DNA芯片的潜在优越性是具有更强的亲和势和特异性杂交,但是需要大量制备,纯化,量化,分类PCR产物。
有的研究者将玻片上覆盖20μm厚薄层聚丙烯酰胺凝胶作为支持物,采用机械刻写或光刻的方法在其表面划上网格,并用激光照射蒸发掉单元间隙的多余凝胶,以实现DNA芯片分区,单元大小为40×
40μm或100×
100μm间隔分别为50μm和100μm。
然后将化学方法合成的寡核苷酸探针自动化点样于各个单元内而制成DNA芯片,点样速度可达2000单元/秒。

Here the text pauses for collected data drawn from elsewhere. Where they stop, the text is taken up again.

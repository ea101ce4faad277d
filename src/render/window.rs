use anyhow::{bail, Result};
use minifb::{Key, KeyRepeat, MouseButton, MouseMode, Window, WindowOptions};
use opencv::core::Mat;
use opencv::prelude::*;

use crate::camera::Color;
use crate::geometry::Point;

/// BGR -> 0RGB
pub fn rgb(color: Color) -> u32 {
    ((color.r as u32) << 16) | ((color.g as u32) << 8) | color.b as u32
}

/// minifbを使用したレンダラー
pub struct MinifbRenderer {
    window: Window,
    buffer: Vec<u32>,
    width: usize,
    height: usize,
    mouse_was_down: bool,
}

impl MinifbRenderer {
    /// ウィンドウを作成
    pub fn new(title: &str, width: usize, height: usize) -> Result<Self> {
        let window = Window::new(
            title,
            width,
            height,
            WindowOptions {
                resize: false,
                ..WindowOptions::default()
            },
        )?;

        let buffer = vec![0u32; width * height];

        Ok(Self {
            window,
            buffer,
            width,
            height,
            mouse_was_down: false,
        })
    }

    /// ウィンドウが開いているか
    pub fn is_open(&self) -> bool {
        self.window.is_open() && !self.window.is_key_down(Key::Escape)
    }

    pub fn set_title(&mut self, title: &str) {
        self.window.set_title(title);
    }

    pub fn clear(&mut self) {
        self.buffer.fill(0);
    }

    /// BGR Mat を (x0, y0) を左上としてバッファにコピー（はみ出しは切り捨て）
    pub fn draw_frame_at(&mut self, frame: &Mat, x0: usize, y0: usize) -> Result<()> {
        if frame.channels() != 3 {
            bail!("expected a BGR frame, got {} channels", frame.channels());
        }
        let owned;
        let frame = if frame.is_continuous() {
            frame
        } else {
            owned = frame.try_clone()?;
            &owned
        };
        let frame_width = frame.cols() as usize;
        let frame_height = frame.rows() as usize;
        let data = frame.data_bytes()?;

        for y in 0..frame_height.min(self.height.saturating_sub(y0)) {
            for x in 0..frame_width.min(self.width.saturating_sub(x0)) {
                let i = (y * frame_width + x) * 3;
                // BGR -> RGB -> u32
                let b = data[i] as u32;
                let g = data[i + 1] as u32;
                let r = data[i + 2] as u32;
                self.buffer[(y0 + y) * self.width + x0 + x] = (r << 16) | (g << 8) | b;
            }
        }

        Ok(())
    }

    /// 折れ線（`closed` なら始点に戻る）
    pub fn draw_polyline(&mut self, points: &[Point], color: u32, closed: bool) {
        for pair in points.windows(2) {
            self.draw_line(pair[0].x, pair[0].y, pair[1].x, pair[1].y, color);
        }
        if closed && points.len() > 2 {
            let (first, last) = (points[0], points[points.len() - 1]);
            self.draw_line(last.x, last.y, first.x, first.y, color);
        }
    }

    /// 頂点マーカー
    pub fn draw_marker(&mut self, p: Point, color: u32) {
        self.draw_circle(p.x, p.y, 4, color);
    }

    /// 前回呼び出しから左クリックされた位置（ウィンドウ座標）
    pub fn take_click(&mut self) -> Option<Point> {
        let down = self.window.get_mouse_down(MouseButton::Left);
        let clicked = down && !self.mouse_was_down;
        self.mouse_was_down = down;
        if !clicked {
            return None;
        }
        self.window
            .get_mouse_pos(MouseMode::Discard)
            .map(|(x, y)| Point::new(x as i32, y as i32))
    }

    pub fn pressed_keys(&self) -> Vec<Key> {
        self.window.get_keys_pressed(KeyRepeat::No)
    }

    /// バッファをウィンドウに表示
    pub fn update(&mut self) -> Result<()> {
        self.window
            .update_with_buffer(&self.buffer, self.width, self.height)?;
        Ok(())
    }

    /// Bresenhamのアルゴリズムで線を描画
    fn draw_line(&mut self, x0: i32, y0: i32, x1: i32, y1: i32, color: u32) {
        let dx = (x1 - x0).abs();
        let dy = -(y1 - y0).abs();
        let sx = if x0 < x1 { 1 } else { -1 };
        let sy = if y0 < y1 { 1 } else { -1 };
        let mut err = dx + dy;

        let mut x = x0;
        let mut y = y0;

        loop {
            self.set_pixel(x, y, color);

            if x == x1 && y == y1 {
                break;
            }

            let e2 = 2 * err;
            if e2 >= dy {
                err += dy;
                x += sx;
            }
            if e2 <= dx {
                err += dx;
                y += sy;
            }
        }
    }

    /// 円を描画（塗りつぶし）
    fn draw_circle(&mut self, cx: i32, cy: i32, radius: i32, color: u32) {
        for dy in -radius..=radius {
            for dx in -radius..=radius {
                if dx * dx + dy * dy <= radius * radius {
                    self.set_pixel(cx + dx, cy + dy, color);
                }
            }
        }
    }

    /// ピクセルをセット（境界チェック付き）
    fn set_pixel(&mut self, x: i32, y: i32, color: u32) {
        if x >= 0 && x < self.width as i32 && y >= 0 && y < self.height as i32 {
            self.buffer[y as usize * self.width + x as usize] = color;
        }
    }
}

其装置采用的机器人有一套计算机控制三维移动装置、多个打印/喷印针的打印/喷印头;
一个减震底座,上面可放内盛探针的多孔板和多个芯片。
根据需要还可以有温度和湿度控制装置、针洗涤装置。
打印/喷印针将探针从多孔板取出直接打印或喷印于芯片上。
直接打印时针头与芯片接触,而在喷印时针头与芯片保持一定距离。
打印法的优点是探针密度高,通常1平方厘米可打印2,500个探针。
缺点是定量准确性及重现性不好,打印针易堵塞且使用寿命有限。
喷印法的优点是定量准确,重现性好,使用寿命长。
缺点是喷印的斑点大,因此探针密度低,通常1平方厘米只有400点。
国外有多家实验室和公司研究开发打印/喷印设备,目前有一些已经商品化。
军事医学科学院和益生堂生物企业公司目前正在联手利用打印/喷印技术进行生物芯片的研究和开发,预计2年内将有用于实验室研究或临床诊断的基因芯片产品问世。
见图二。
4 电子芯片[8-10] 电子芯片是由美国Nanogen公司开发的,目前国内清华大学和复旦大学也在开发这一技术。
这种芯片为带有阳电荷的硅芯片、芯片经热氧化,制成1mm×
1mm的阵列、每个阵列含多个微电极,在每个电极上通过氧化硅沉积和蚀刻制备出样品池。
将连接链亲和素的琼脂糖覆盖在电极上,在电场作用下生物素标记的探针即可结合在特定电极上。
电子芯片最大特点是杂交速度快,可大大缩短分析时间。
制备复杂、成本高是其不足。
5 三维芯片[11-12] 三维芯片是由美国的Packard、摩托罗拉、Argonne国家实验室三家机构与俄罗斯Engelhardt分子生物学研究所合作开发的一种芯片技术。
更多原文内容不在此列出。